Photo credit: Tom Putt

Legend has it that an early gold prospector and skiing pioneer, William Spargo, was the first man to live through a winter on Mt Hotham. Sacked from his job managing a ski lodge in 1934, the “Hermit of Hotham Heights” retreated into the bush to live alone in a simple hut before eventually striking it rich and pioneering another Victorian tradition: moving to Queensland to retire.
Our brief is less onerous: survive for one night on the same mountain. “Let me know if you’re feeling cold,” says our host and founder of Alpine Nature Experience, Jean-Francois Rupp, as we follow his footsteps through the snow. “I’ll assign you burpees.” Any exercise beyond penguin-like plodding might prove hazardous with the jagged teeth of snowshoes strapped to our hiking boots, but we’re more than warmed up by the time we reach our unlikely salvation, a few hundred metres off the Great Alpine Road.
Nestled among century-old snowgums overlooking the Dargo Valley, Rupp has one-upped Spargo and built an off-grid eco-village. The centrepiece is a towering Nordic tipi, capable of standing up to strong winds and snow-loading, in which guests dine around a central wood-burning stove. Outside, a rough-sawn timber and corrugated iron bar faces a fire pit dug into the snow. Alpine Nature Experience also offers tree-tent glamping in the warmer months, plus a fully supported and guided three-night hike from Falls Creek to Mt Hotham.
This afternoon’s activities package is called Snowshoe to Fondue. In a tragi-comic testament to our tepid antipodean winters, the igloos Rupp built as part of the overnight Igloo to Skidoo offering melted in a rainstorm. Never mind: semi-permanent tent-like snowdomes made by local joiners in Wangaratta provide heated havens for us overnighters.
We’re greeted with a glass of homemade mulled wine as the orange glow of sunset spreads across the alps. The smell of homemade soup draws us to the tipi, full of lanterns and logs, pots bubbling on the fire, cowskin rugs hanging from timber beams and fluffy blankets spread around.

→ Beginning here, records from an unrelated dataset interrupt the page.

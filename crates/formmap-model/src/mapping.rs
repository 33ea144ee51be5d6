//! Mapping table types shared between the resolver and its consumers.
//!
//! A [`MappingTable`] is the serialized contract with the form-filling
//! component: a JSON object from logical name to [`MappingEntry`]. The filler
//! relies only on `target`, `value_map`, and `checked_value`.

use std::collections::BTreeMap;

use serde::{Deserialize, Serialize};

/// How the filler should write a value into the mapped field(s).
#[derive(Debug, Clone, Copy, PartialEq, Eq, Serialize, Deserialize)]
#[serde(rename_all = "snake_case")]
pub enum EntryKind {
    /// Plain text field.
    Text,
    /// Single checkbox toggled with `checked_value`.
    Checkbox,
    /// One logical value selects one of several physical buttons via
    /// `value_map`. Only manual overrides produce this kind.
    RadioGroup,
}

/// One resolved mapping from a logical field to the document.
///
/// `target` must reference a physical field name for the entry to be valid.
/// Entries whose target is absent from the physical set are *invalid*: they
/// are kept in the table and surfaced by the coverage analyzer, never dropped.
#[derive(Debug, Clone, PartialEq, Eq, Serialize, Deserialize)]
pub struct MappingEntry {
    /// Entry kind, serialized as `type` for the filler.
    #[serde(rename = "type")]
    pub kind: EntryKind,
    /// Physical field name this entry writes to.
    #[serde(rename = "pdf_field")]
    pub target: String,
    /// Logical value to physical button name, for grouped layouts. Every
    /// value in the map is a claimed physical-field reference.
    #[serde(default, skip_serializing_if = "Option::is_none")]
    pub value_map: Option<BTreeMap<String, String>>,
    /// Export value written when a checkbox is checked (usually `"On"`).
    #[serde(default, skip_serializing_if = "Option::is_none")]
    pub checked_value: Option<String>,
}

impl MappingEntry {
    /// Creates a plain entry with no value map or checked value.
    pub fn new(kind: EntryKind, target: impl Into<String>) -> Self {
        Self {
            kind,
            target: target.into(),
            value_map: None,
            checked_value: None,
        }
    }

    /// Every physical name this entry claims: the target plus all value-map
    /// values. Names may repeat when the target also appears in the map.
    pub fn claimed_names(&self) -> impl Iterator<Item = &str> {
        std::iter::once(self.target.as_str()).chain(
            self.value_map
                .iter()
                .flat_map(|map| map.values().map(String::as_str)),
        )
    }
}

/// Resolved mapping table keyed by logical name.
///
/// Built fresh each run by composing the automatic, rename, and manual
/// passes; later passes overwrite by key.
pub type MappingTable = BTreeMap<String, MappingEntry>;

/// Override configuration applied on top of the automatic pass.
///
/// Loaded from JSON; all sections are optional and default to empty.
#[derive(Debug, Clone, Default, Serialize, Deserialize)]
#[serde(default)]
pub struct OverrideConfig {
    /// Exact physical targets for known logical names. The entry kind is
    /// recomputed from the renamed target.
    pub renames: BTreeMap<String, String>,
    /// Fully-specified entries inserted verbatim, replacing any earlier
    /// result for the same logical name. The only source of
    /// [`EntryKind::RadioGroup`], `value_map`, and `checked_value`.
    pub manual: BTreeMap<String, MappingEntry>,
    /// Extra logical names appended after the ones extracted from source.
    pub logical_fields: Vec<String>,
}

impl OverrideConfig {
    /// True when no override of any kind is configured.
    #[must_use]
    pub fn is_empty(&self) -> bool {
        self.renames.is_empty() && self.manual.is_empty() && self.logical_fields.is_empty()
    }
}

#[cfg(test)]
mod tests {
    use super::*;

    #[test]
    fn entry_serializes_with_filler_field_names() {
        let entry = MappingEntry::new(EntryKind::Text, "Email Address");
        let json = serde_json::to_value(&entry).expect("serialize entry");
        assert_eq!(json["type"], "text");
        assert_eq!(json["pdf_field"], "Email Address");
        assert!(json.get("value_map").is_none());
        assert!(json.get("checked_value").is_none());
    }

    #[test]
    fn radio_group_round_trips() {
        let json = r#"{
            "type": "radio_group",
            "pdf_field": "Mr",
            "value_map": {"Mr.": "Mr", "Mrs.": "Mrs"}
        }"#;
        let entry: MappingEntry = serde_json::from_str(json).expect("parse entry");
        assert_eq!(entry.kind, EntryKind::RadioGroup);
        let claimed: Vec<&str> = entry.claimed_names().collect();
        assert_eq!(claimed, vec!["Mr", "Mr", "Mrs"]);
    }

    #[test]
    fn override_config_defaults_to_empty() {
        let config: OverrideConfig = serde_json::from_str("{}").expect("parse config");
        assert!(config.is_empty());
    }
}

This fondue night was largely inspired by Rupp’s childhood in the French Alps. His grandparents had a chalet in Tignes, a mountain village near the Italian border, and would host family and friends who came to ski. “My grandmother was a great cook,” he says. “She kept a book of what she cooked for guests, so she wouldn’t make them the same thing twice.” The menu here is more set, but Grandma’s fondue recipe still rules. French fondue requires only three ingredients: cheese, garlic and wine. “Have you ever seen a French chef cook with water?” Rupp asks.
Swiss fondue, he takes pleasure in explaining, is too filling, overly complicated and can include such silliness as chocolate. The Swiss ribbing is a theme of the night, which makes the Swiss flag that hangs in the tipi all the more perplexing, until a guest points out it’s actually the lookalike flag of the Haute-Savoie region in France, where Rupp grew up. (“It’s a trap,” they whisper.) The cheese we melt for the fondue is French, but almost everything else we eat and drink is local, from the Harrietville Bakery almond slice dessert to the sourdough from Nord Bakery in Albury to the Rutherglen wine and the Bright Brewery beer.
After dinner Rupp tells the story of his youthful hikes near the border of Switzerland and Italy, where he and his friends would collect stems from a rare alpine flower to make into a traditional French liqueur called Génépi. We round off the evening with a sample from a Génépi distillery in the French Alps that dates to 1898. “It’s pretty much medicinal,” shrugs Rupp.
Lights from the distant ski lodges shine like demonic eyes between the snow gums as we follow the beam of our headtorches to bed. My snowdome is a cosy retreat as a storm intensifies overhead. I stoke the logs in my stove and crawl into my -10°C-rated double sleeping bag, placing sheep skins on top until I’m at the approximate melting point of cheese, then fall asleep to the most incredible racket, the wind shaking the dome senseless and the rain lashing down.I half expect to find the eco-village in tatters when I pull back the canvas in the morning, but all is calm. Snow sparkles in the sun, and in the tipi Rupp is frothing milk for coffee. A skidoo arrives to whisk me away as fresh snow falls. I bet Spargo never had it this good.